Black Anarchist & Shackland Youth Today on Mandela
So how are we to assess his legacy? Listen to the voice of one of our non-voting youth, Tina Sizovuka, writing this year: “Nelson Mandela has become a brand, ‘Brand Mandela,’ his image, name and prison number used to generate cash and to promote the legend of Mandela. In July 2012, for example, the 46664 clothing line was launched (all ‘Made in China’). ‘Brand Mandela’ is more than just an opportunity to sell stupid trinkets to tourists and celebrities. It is also a dangerous myth, based on Mandela-worship, promoted daily in the public imagination to serve far more sinister interests. The myth of Mandela is used to give the vicious South African ruling class credibility by association, and to legitimise the ruling African National Congress.”

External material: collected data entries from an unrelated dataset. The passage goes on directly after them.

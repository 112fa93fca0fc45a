/// Module for handling the meta-transaction relay API
mod relay;
pub use relay::*;

/// Module for handling relayer nonce and status API
mod info;
pub use info::*;

/// Module for handling the service health API
mod health;
pub use health::*;
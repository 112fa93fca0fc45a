use std::sync::Arc;

use axum::extract::{Query, State};
use axum::http::StatusCode;
use axum::Json;
use ethers::types::Address;
use ethers::utils::{format_units, to_checksum};
use serde::{Deserialize, Serialize};

use pothole_relayer_tx_relay::RelayOrchestrator;
use pothole_relayer_utils::HandlerError;

/// Query parameters of the nonce endpoint.
#[derive(Debug, Deserialize)]
pub struct NonceQuery {
    /// The signer address to read the forwarder nonce for.
    pub address: Option<String>,
}

/// Response of the nonce endpoint.
#[derive(Debug, Serialize)]
pub struct NonceResponse {
    /// The signer's current forwarder nonce, as a decimal string.
    pub nonce: String,
}

/// Handles a per-signer forwarder nonce request.
///
/// A pure pass-through of the gateway's nonce read, stringified and with no
/// transformation. Clients use it to build the nonce into the request they
/// are about to sign.
///
/// # Arguments
///
/// * `ctx` - The relay orchestrator held as shared state
/// * `query` - The `?address=<addr>` query parameter
pub async fn handle_relayer_nonce(
    State(ctx): State<Arc<RelayOrchestrator>>,
    Query(query): Query<NonceQuery>,
) -> Result<Json<NonceResponse>, HandlerError> {
    let address = query.address.ok_or(HandlerError(
        StatusCode::BAD_REQUEST,
        "Missing address parameter".to_string(),
    ))?;
    let address: Address = address.parse().map_err(|e| {
        tracing::debug!(error = %e, "unparseable nonce address");
        HandlerError(
            StatusCode::INTERNAL_SERVER_ERROR,
            "Failed to get nonce".to_string(),
        )
    })?;
    let nonce = ctx.nonce_of(address).await.map_err(|e| {
        tracing::error!(error = %e, "failed to read forwarder nonce");
        HandlerError(
            StatusCode::INTERNAL_SERVER_ERROR,
            "Failed to get nonce".to_string(),
        )
    })?;
    Ok(Json(NonceResponse {
        nonce: nonce.to_string(),
    }))
}

/// Response of the status endpoint.
#[derive(Debug, Serialize)]
#[serde(rename_all = "camelCase")]
pub struct RelayerStatusResponse {
    /// The relayer account address.
    pub relayer_address: String,
    /// The relayer account balance, formatted as `"<decimal> ETH"`.
    pub balance: String,
    /// The configured chain id.
    pub chain_id: u64,
    /// The configured forwarder contract address.
    pub forwarder_address: String,
    /// A static "active" marker.
    pub status: String,
}

/// Handles a relayer status request.
///
/// Returns a snapshot of the relayer identity and funds; only the balance
/// may legitimately differ between two consecutive calls.
///
/// # Arguments
///
/// * `ctx` - The relay orchestrator held as shared state
pub async fn handle_relayer_status(
    State(ctx): State<Arc<RelayOrchestrator>>,
) -> Result<Json<RelayerStatusResponse>, HandlerError> {
    let failed = |e: &dyn std::fmt::Display| {
        tracing::error!(error = %e, "failed to assemble relayer status");
        HandlerError(
            StatusCode::INTERNAL_SERVER_ERROR,
            "Failed to get status".to_string(),
        )
    };
    let info = ctx.status().await.map_err(|e| failed(&e))?;
    let balance = format_units(info.balance, "ether")
        .map_err(|e| failed(&e))?;
    Ok(Json(RelayerStatusResponse {
        relayer_address: to_checksum(&info.relayer_address, None),
        balance: format!("{balance} ETH"),
        chain_id: info.chain_id,
        forwarder_address: to_checksum(&info.forwarder_address, None),
        status: "active".to_string(),
    }))
}
// Copyright 2022 Webb Technologies Inc.
//
// Licensed under the Apache License, Version 2.0 (the "License");
// you may not use this file except in compliance with the License.
// You may obtain a copy of the License at
//
// http://www.apache.org/licenses/LICENSE-2.0
//
// Unless required by applicable law or agreed to in writing, software
// distributed under the License is distributed on an "AS IS" BASIS,
// WITHOUT WARRANTIES OR CONDITIONS OF ANY KIND, either express or implied.
// See the License for the specific language governing permissions and
// limitations under the License.

//! Wire types of the relay API.
//!
//! A [`ForwardRequest`] arrives exactly as the frontend serialized it: every
//! field optional and numeric fields as decimal strings. Structural
//! validation turns it into a [`CheckedForwardRequest`], the only shape the
//! chain gateway accepts, so nothing that skipped validation can reach the
//! network.

use ethers::types::{Address, Bytes, U256};
use serde::{Deserialize, Deserializer, Serialize, Serializer};

/// A wrapper type around [`U256`] that serializes as a decimal string.
///
/// The frontend sends every numeric field of a forward request as a decimal
/// string, while [`U256`] serializes as hex by default.
#[derive(Debug, Clone, Copy, PartialEq, Eq)]
pub struct DecimalU256(pub U256);

impl From<U256> for DecimalU256 {
    fn from(value: U256) -> Self {
        DecimalU256(value)
    }
}

impl Serialize for DecimalU256 {
    fn serialize<S>(&self, serializer: S) -> Result<S::Ok, S::Error>
    where
        S: Serializer,
    {
        serializer.serialize_str(&self.0.to_string())
    }
}

impl<'de> Deserialize<'de> for DecimalU256 {
    fn deserialize<D>(deserializer: D) -> Result<DecimalU256, D::Error>
    where
        D: Deserializer<'de>,
    {
        let dec_str = String::deserialize(deserializer)?;
        let value = U256::from_dec_str(&dec_str)
            .map_err(serde::de::Error::custom)?;
        Ok(DecimalU256(value))
    }
}

/// A signed forward request, as submitted by a citizen through the frontend.
///
/// Every field is optional on the wire so that presence is an explicit
/// validation step with a clear client error, not a serde artifact.
#[derive(Debug, Clone, Default, Serialize, Deserialize)]
#[serde(rename_all = "camelCase")]
pub struct ForwardRequest {
    /// The claimed signer address.
    pub from: Option<Address>,
    /// The target contract address.
    pub to: Option<Address>,
    /// Native-currency amount forwarded with the inner call.
    pub value: Option<DecimalU256>,
    /// Gas stipend the signer wants reserved for the inner call.
    ///
    /// Advisory data forwarded to the inner call, never the outer
    /// transaction's gas limit.
    pub gas: Option<DecimalU256>,
    /// Unix timestamp after which the request is void, enforced on-chain.
    pub deadline: Option<DecimalU256>,
    /// The inner call payload.
    pub data: Option<Bytes>,
    /// EIP-712 signature produced by `from` over the request tuple plus the
    /// signer's current forwarder nonce.
    pub signature: Option<Bytes>,
}

impl ForwardRequest {
    /// Structural validation of an inbound request, before any network call
    /// is made.
    ///
    /// A request is valid iff `from`, `to` and a non-empty `data` are
    /// present and `value`, `gas` and `deadline` are defined. Zero is an
    /// acceptable `value`, and a zero `deadline` is accepted here since
    /// deadline enforcement happens on-chain. A missing signature passes
    /// through as empty bytes for the forwarder contract to reject.
    ///
    /// Pure and side-effect free; failing this check must short-circuit the
    /// pipeline before the signature or balance checks spend any RPC budget.
    pub fn checked(self) -> Option<CheckedForwardRequest> {
        let data = self.data.filter(|data| !data.0.is_empty())?;
        Some(CheckedForwardRequest {
            from: self.from?,
            to: self.to?,
            value: self.value?.0,
            gas: self.gas?.0,
            deadline: self.deadline?.0,
            data,
            signature: self.signature.unwrap_or_default(),
        })
    }
}

/// A structurally-validated forward request.
///
/// The only request shape the chain gateway accepts.
#[derive(Debug, Clone, PartialEq, Eq)]
pub struct CheckedForwardRequest {
    /// The claimed signer address.
    pub from: Address,
    /// The target contract address.
    pub to: Address,
    /// Native-currency amount forwarded with the inner call.
    pub value: U256,
    /// Gas stipend for the inner call.
    pub gas: U256,
    /// Unix timestamp after which the request is void.
    pub deadline: U256,
    /// The inner call payload.
    pub data: Bytes,
    /// Signature over the request tuple; possibly empty, in which case
    /// on-chain verification fails closed.
    pub signature: Bytes,
}
// Copyright 2022 Webb Technologies Inc.
//
// Licensed under the Apache License, Version 2.0 (the "License");
// you may not use this file except in compliance with the License.
// You may obtain a copy of the License at
//
// http://www.apache.org/licenses/LICENSE-2.0
//
// Unless required by applicable law or agreed to in writing, software
// distributed under the License is distributed on an "AS IS" BASIS,
// WITHOUT WARRANTIES OR CONDITIONS OF ANY KIND, either express or implied.
// See the License for the specific language governing permissions and
// limitations under the License.

//! Pothole Relayer Binary.
#![deny(unsafe_code)]
#![warn(missing_docs)]

use tokio::signal::unix;

use pothole_relayer::service;
use pothole_relayer_config::cli::{load_config, setup_logger, Opts};
use pothole_relayer_context::RelayerContext;
use pothole_relayer_utils::probe;

/// The main entry point for the relayer.
///
/// # Arguments
///
/// * `args` - The command line arguments.
#[paw::main]
#[tokio::main]
async fn main(args: Opts) -> anyhow::Result<()> {
    setup_logger(args.verbose, "pothole_relayer")?;
    match dotenv::dotenv() {
        Ok(_) => {
            tracing::trace!("Loaded .env file");
        }
        Err(e) => {
            tracing::warn!("Failed to load .env file: {}", e);
        }
    }

    // The configuration is read and validated from the given directory.
    let config = load_config(args.config_dir.clone())?;
    // Fail fast on missing secrets, before anything binds or connects.
    config.verify()?;

    // The RelayerContext takes the configuration and populates objects that
    // are needed throughout the lifetime of the relayer, such as the wallet
    // and the provider.
    let ctx = RelayerContext::new(config);

    // build_web_services sets up routing (endpoint queries / requests mapped
    // to handler code) so clients can interact with the relayer.
    let server_handle =
        tokio::spawn(service::build_web_services(ctx.clone()));
    tracing::event!(
        target: probe::TARGET,
        tracing::Level::DEBUG,
        kind = %probe::Kind::Lifecycle,
        started = true
    );

    // watch for signals
    let mut ctrlc_signal = unix::signal(unix::SignalKind::interrupt())?;
    let mut termination_signal = unix::signal(unix::SignalKind::terminate())?;
    let mut quit_signal = unix::signal(unix::SignalKind::quit())?;
    let shutdown = || {
        tracing::event!(
            target: probe::TARGET,
            tracing::Level::DEBUG,
            kind = %probe::Kind::Lifecycle,
            shutdown = true
        );
        tracing::warn!("Shutting down...");
        // send shutdown signal to all of the application.
        ctx.shutdown();
        // also abort the server task
        server_handle.abort();
        std::thread::sleep(std::time::Duration::from_millis(300));
        tracing::info!("Clean Exit ..");
    };
    tokio::select! {
        _ = ctrlc_signal.recv() => {
            tracing::warn!("Interrupted (Ctrl+C) ...");
            shutdown();
        },
        _ = termination_signal.recv() => {
            tracing::warn!("Got Terminate signal ...");
            shutdown();
        },
        _ = quit_signal.recv() => {
            tracing::warn!("Quitting ...");
            shutdown();
        },
    }
    Ok(())
}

Sizovuka challenges the ruling party’s “using the image of Mandela as a living saint,” saying that the Madiba myth “has been a decoy to obscure the far less heroic story of the ANC in power... Like any other nationalist propaganda, Brand Mandela has been used by the rich and powerful to perpetuate a rotten class system—a system the ANC helps maintain through its neo-liberal policies, elite ‘empowerment’ deals and police massacres. A system that has caused misery for the millions of poor South Africans Mandela is said to have ‘liberated’.”
In their June 2013 Youth Day press release, Abahlali base Mjondolo (Movement of Shack-dwellers), wrote that “Freedom and Democracy was supposed to be for everyone. Today it is for the rich. Rich people are getting the multi-racial education and the poor still have the third-rate education which back then was known as Bantu Education. Rich people get jobs. They have cars. They have nice houses. They can get married and move on with their lives. They are safe. This is Freedom to them. The poor have to survive as we can. We go in circles and not forward.
“We live in shacks. We live in shit and fire. We are evicted. We have no safe and easy transport. The police treat us as criminals. They beat us if we try to organise. If you are young and poor you are treated as a threat to society and not as the future of society. Hector Peterson, Chris Hani, Steve Biko and other comrades who died for our Freedom and Democracy did not die for this. We do not respect their sacrifice by accepting that this is Freedom.” Sizovuka ended her piece saying that it is important to put the record straight: “Mandela was not the one-man author of the country’s liberation—even if he played an important role... For the advances made in 1994, the black working class majority and its allies of all races, have only themselves—their own collective strength and solidarity—to thank.”